Soviet Russia provides indirect evidence of the immense importance of high standards even in a society in which only a minority seriously attempt to live up to those standards. Even lip-service to an ideal has some value. The contrast between Soviet Russia and the Christian Europe which even in the darkest period recognized Christian ideals, is a powerful if indirect argument for the influence of Christianity. Soviet Russia with a few short years has sacrificed the hard-won gains of the Christian spirit, and has re-established the ruthless standards of the pagan world into which Christ was born. The uneasy conscience of Christendom which still condoned and exploited pre-Christian methods of persecution is apparent from the apologetics with which Christians attempted to justify the rack and the stake. These tragic derelictions, which Christians defended with halting casuistry, are proudly accepted by Communists as an integral element of their new civilization. Modern states accused of war atrocities have implicitly recognized the Christian standards, and have either indignantly denied the charges, or have disclaimed responsibility for regrettable excesses. The worst crimes charged against States still influenced by Christianity are venial compared with the horrors officially enjoined by the rulers of Soviet Russia. The secretive use of terrorism as an emergency weapon to be disowned and denied when challenged has been displaced by the defiant glorification of terrorism and of violence. Lenin, indeed, argues that the dictatorship of the Proletariat is impossible without the “violence which is not limited by any laws or restricted by any absolute rules.” Lenin glorifies terrorism in the famous letter published in The Bolshevik for October 31st 1920. “The legal trial,” he wrote, “is not intended to replace terrorism; to make such a profession would be a deception of others or oneself; but to base terrorism firmly on a fundamental principle and give it legal form, unambiguously, without dishonesty or embellishment.” (Lunn 1939: 128-129)

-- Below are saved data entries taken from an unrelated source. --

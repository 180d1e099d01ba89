//! Small kernels: point sets, polylines, bounds.

use nalgebra::Vector2;

use super::accum::Weighted;
use crate::geom::{Bound, Point};

/// Arithmetic mean of `pts`; `None` if empty.
pub(crate) fn point_set_centroid(pts: &[Point]) -> Option<Point> {
    let mut acc = Weighted::new();
    for p in pts {
        acc.add(*p, 1.0);
    }
    acc.centroid()
}

/// Length-weighted centroid of a polyline and its total length.
///
/// Each segment contributes its midpoint weighted by its Euclidean length.
/// A polyline whose segments all have zero length (including a single point)
/// reports its first point and length `0`. `None` if empty.
pub(crate) fn line_centroid_length(pts: &[Point]) -> Option<(Point, f64)> {
    let first = *pts.first()?;
    let mut acc = Weighted::new();
    for w in pts.windows(2) {
        let (p, q) = (w[0] - first, w[1] - first);
        let len = (q - p).norm();
        acc.add((p + q) / 2.0, len);
    }
    match acc.centroid() {
        Some(c) => Some((c + first, acc.weight())),
        None => Some((first, 0.0)),
    }
}

/// Center and area of an axis-aligned rectangle. A bound collapsed to a point
/// returns that point with area `0`.
pub(crate) fn bound_centroid_area(b: &Bound) -> (Point, f64) {
    if b.is_empty() {
        return (b.min, 0.0);
    }
    (b.center(), b.width() * b.height())
}

#[inline]
pub(crate) fn zero() -> Point {
    Vector2::zeros()
}

#[cfg(test)]
mod tests {
    use super::*;
    use nalgebra::vector;

    #[test]
    fn point_set_mean() {
        let pts = [vector![0.0, 0.0], vector![1.0, 1.5], vector![2.0, 0.0]];
        assert_eq!(point_set_centroid(&pts), Some(vector![1.0, 0.5]));
        assert_eq!(point_set_centroid(&pts[1..2]), Some(vector![1.0, 1.5]));
        assert_eq!(point_set_centroid(&[]), None);
    }

    #[test]
    fn polyline_weighted_by_length() {
        let (c, len) = line_centroid_length(&[vector![0.0, 0.0], vector![3.0, 4.0]]).unwrap();
        assert_eq!(c, vector![1.5, 2.0]);
        assert_eq!(len, 5.0);

        // Long leg dominates: segments of length 2 and 1.
        let (c, len) = line_centroid_length(&[
            vector![0.0, 0.0],
            vector![2.0, 0.0],
            vector![2.0, 1.0],
        ])
        .unwrap();
        assert_eq!(len, 3.0);
        assert!((c - vector![(1.0 * 2.0 + 2.0) / 3.0, 0.5 / 3.0]).norm() < 1e-12);
    }

    #[test]
    fn polyline_degenerate_cases() {
        assert_eq!(line_centroid_length(&[]), None);
        assert_eq!(
            line_centroid_length(&[vector![7.0, -1.0]]),
            Some((vector![7.0, -1.0], 0.0))
        );
        assert_eq!(
            line_centroid_length(&[vector![2.0, 2.0], vector![2.0, 2.0]]),
            Some((vector![2.0, 2.0], 0.0))
        );
    }

    #[test]
    fn bound_kernel() {
        let b = Bound::new(vector![0.0, 2.0], vector![1.0, 3.0]);
        assert_eq!(bound_centroid_area(&b), (vector![0.5, 2.5], 1.0));
        let d = Bound::from_point(vector![0.0, 2.0]);
        assert_eq!(bound_centroid_area(&d), (vector![0.0, 2.0], 0.0));
    }
}
//! Ring kernel: signed area and area centroid of one closed polygon boundary.
//!
//! Shoelace identities over the distinct vertices `p_0..p_{n-1}` (indices wrap):
//!
//! ```text
//! 2A  = Σ (x_i y_{i+1} − x_{i+1} y_i)
//! C_x = Σ (x_i + x_{i+1})(x_i y_{i+1} − x_{i+1} y_i) / 6A
//! C_y = Σ (y_i + y_{i+1})(x_i y_{i+1} − x_{i+1} y_i) / 6A
//! ```
//!
//! Numerics
//! - Every vertex is read as an offset from an origin (`Recenter`), so the cross
//!   products involve the ring's extent instead of its absolute position. With the
//!   default first-vertex origin a small ring at ±1e8 (or ±1e15 for area) gives
//!   bit-identical results to the same ring at the origin.
//! - The two edges touching the first vertex contribute exactly zero under the
//!   first-vertex origin, so an explicit closing duplicate changes nothing.
//!
//! Sign: CCW positive, CW negative. The sign is returned unchanged.

use nalgebra::Vector2;

use super::cfg::{CentroidCfg, Recenter};
use crate::geom::{Bound, Point, Ring};
use crate::parallelogram_area;

/// Signed area and centroid of `ring`.
///
/// - Empty ring: `((0,0), 0)`.
/// - Zero signed area (collinear, fewer than 3 distinct vertices): mean of the
///   distinct vertices, area `0`.
pub(crate) fn ring_centroid_area(ring: &Ring, cfg: CentroidCfg) -> (Point, f64) {
    let pts = ring.distinct();
    let Some(&first) = pts.first() else {
        return (Vector2::zeros(), 0.0);
    };
    let origin = match cfg.recenter {
        Recenter::FirstVertex => first,
        Recenter::BoundCenter => Bound::from_points(pts).map_or(first, |b| b.center()),
        Recenter::Off => Vector2::zeros(),
    };

    let mut twice_area = 0.0;
    let mut cx = 0.0;
    let mut cy = 0.0;
    for (p, q) in pts.iter().zip(pts.iter().cycle().skip(1)) {
        let p = p - origin;
        let q = q - origin;
        let cross = parallelogram_area(p, q);
        twice_area += cross;
        cx += (p.x + q.x) * cross;
        cy += (p.y + q.y) * cross;
    }

    if twice_area == 0.0 {
        return (vertex_mean(pts, origin), 0.0);
    }

    let area = twice_area / 2.0;
    let centroid = Vector2::new(cx / (6.0 * area), cy / (6.0 * area)) + origin;
    (centroid, area)
}

/// Mean of `pts`, summed as offsets from `origin`. `pts` must be non-empty.
fn vertex_mean(pts: &[Point], origin: Point) -> Point {
    let sum = pts
        .iter()
        .fold(Vector2::zeros(), |acc: Vector2<f64>, p| acc + (p - origin));
    sum / pts.len() as f64 + origin
}
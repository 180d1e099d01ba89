//! Collection combiners and the dimension-priority rule.
//!
//! Every multi-variant and mixed collection is reduced by feeding its members
//! into a `DimAccum`:
//! - non-zero area → 2D (weighted by unsigned area),
//! - non-zero length → 1D (weighted by length),
//! - anything else non-empty → 0D representative point (weight 1).
//!
//! The highest non-empty dimension then decides the centroid, so a polygon is
//! never diluted by stray points. Reported area is the sum of 2D areas.
//!
//! A NaN area or length counts as non-zero: it lands in its own dimension and
//! poisons the result instead of being demoted to a point.

use super::accum::DimAccum;
use super::cfg::CentroidCfg;
use super::kernels::{bound_centroid_area, line_centroid_length};
use super::polygon::polygon_centroid_area;
use super::ring::ring_centroid_area;
use crate::geom::{Geometry, LineString, Point, Polygon, Ring};

/// Shapes that can be fed into a `DimAccum`. Empty shapes contribute nothing.
pub(crate) trait Accumulate {
    fn accumulate(&self, cfg: CentroidCfg, acc: &mut DimAccum);
}

impl Accumulate for Geometry {
    fn accumulate(&self, cfg: CentroidCfg, acc: &mut DimAccum) {
        accumulate(self, cfg, acc)
    }
}

impl Accumulate for LineString {
    fn accumulate(&self, _cfg: CentroidCfg, acc: &mut DimAccum) {
        add_line(self, acc)
    }
}

impl Accumulate for Polygon {
    fn accumulate(&self, cfg: CentroidCfg, acc: &mut DimAccum) {
        add_polygon(self, cfg, acc)
    }
}

/// Feed `g` (recursively) into `acc`.
fn accumulate(g: &Geometry, cfg: CentroidCfg, acc: &mut DimAccum) {
    match g {
        Geometry::Point(p) => acc.add_point(*p),
        Geometry::MultiPoint(mp) => {
            for p in &mp.0 {
                acc.add_point(*p);
            }
        }
        Geometry::LineString(ls) => add_line(ls, acc),
        Geometry::MultiLineString(mls) => {
            for ls in &mls.0 {
                add_line(ls, acc);
            }
        }
        Geometry::Ring(r) => add_ring(r, cfg, acc),
        Geometry::Polygon(p) => add_polygon(p, cfg, acc),
        Geometry::MultiPolygon(mp) => {
            for p in &mp.0 {
                add_polygon(p, cfg, acc);
            }
        }
        Geometry::Bound(b) => {
            let (c, a) = bound_centroid_area(b);
            let extent = b.width() + b.height();
            if a > 0.0 || a.is_nan() {
                acc.add_area(c, a);
            } else if extent > 0.0 || extent.is_nan() {
                // Flat rectangle: a segment.
                acc.add_line(c, extent);
            } else {
                acc.add_point(c);
            }
        }
        Geometry::Collection(c) => {
            for g in &c.0 {
                accumulate(g, cfg, acc);
            }
        }
    }
}

/// Aggregate centroid and 2D area of `g` under the dimension-priority rule.
pub(crate) fn aggregate(g: &Geometry, cfg: CentroidCfg) -> (Point, f64) {
    let mut acc = DimAccum::new();
    accumulate(g, cfg, &mut acc);
    acc.resolve()
}

fn add_line(ls: &LineString, acc: &mut DimAccum) {
    match line_centroid_length(ls.points()) {
        Some((c, len)) if len != 0.0 => acc.add_line(c, len),
        Some((c, _)) => acc.add_point(c),
        None => {}
    }
}

fn add_ring(r: &Ring, cfg: CentroidCfg, acc: &mut DimAccum) {
    if r.is_empty() {
        return;
    }
    let (c, a) = ring_centroid_area(r, cfg);
    if a != 0.0 {
        acc.add_area(c, a.abs());
    } else {
        acc.add_point(c);
    }
}

fn add_polygon(p: &Polygon, cfg: CentroidCfg, acc: &mut DimAccum) {
    if p.outer().map_or(true, Ring::is_empty) {
        return;
    }
    let (c, a) = polygon_centroid_area(p, cfg);
    if a != 0.0 {
        acc.add_area(c, a);
    } else {
        acc.add_point(c);
    }
}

Over the past 200 years if one could know only one fact about some nation that would determine where it was safest to live it would be whether the leader of its government was a believing Christian. Not absolute, by any means, but no other question imaginable would provide the kind of assurance that knowing the head of a government was a believing Christian.
The full bibliographic reference is: Arnold Lunn. 1939 Communism and Socialism: A Study in the Technique of Revolution. London: Eyre & Spottiswoode. A book well worth the read if you can get your hands on one.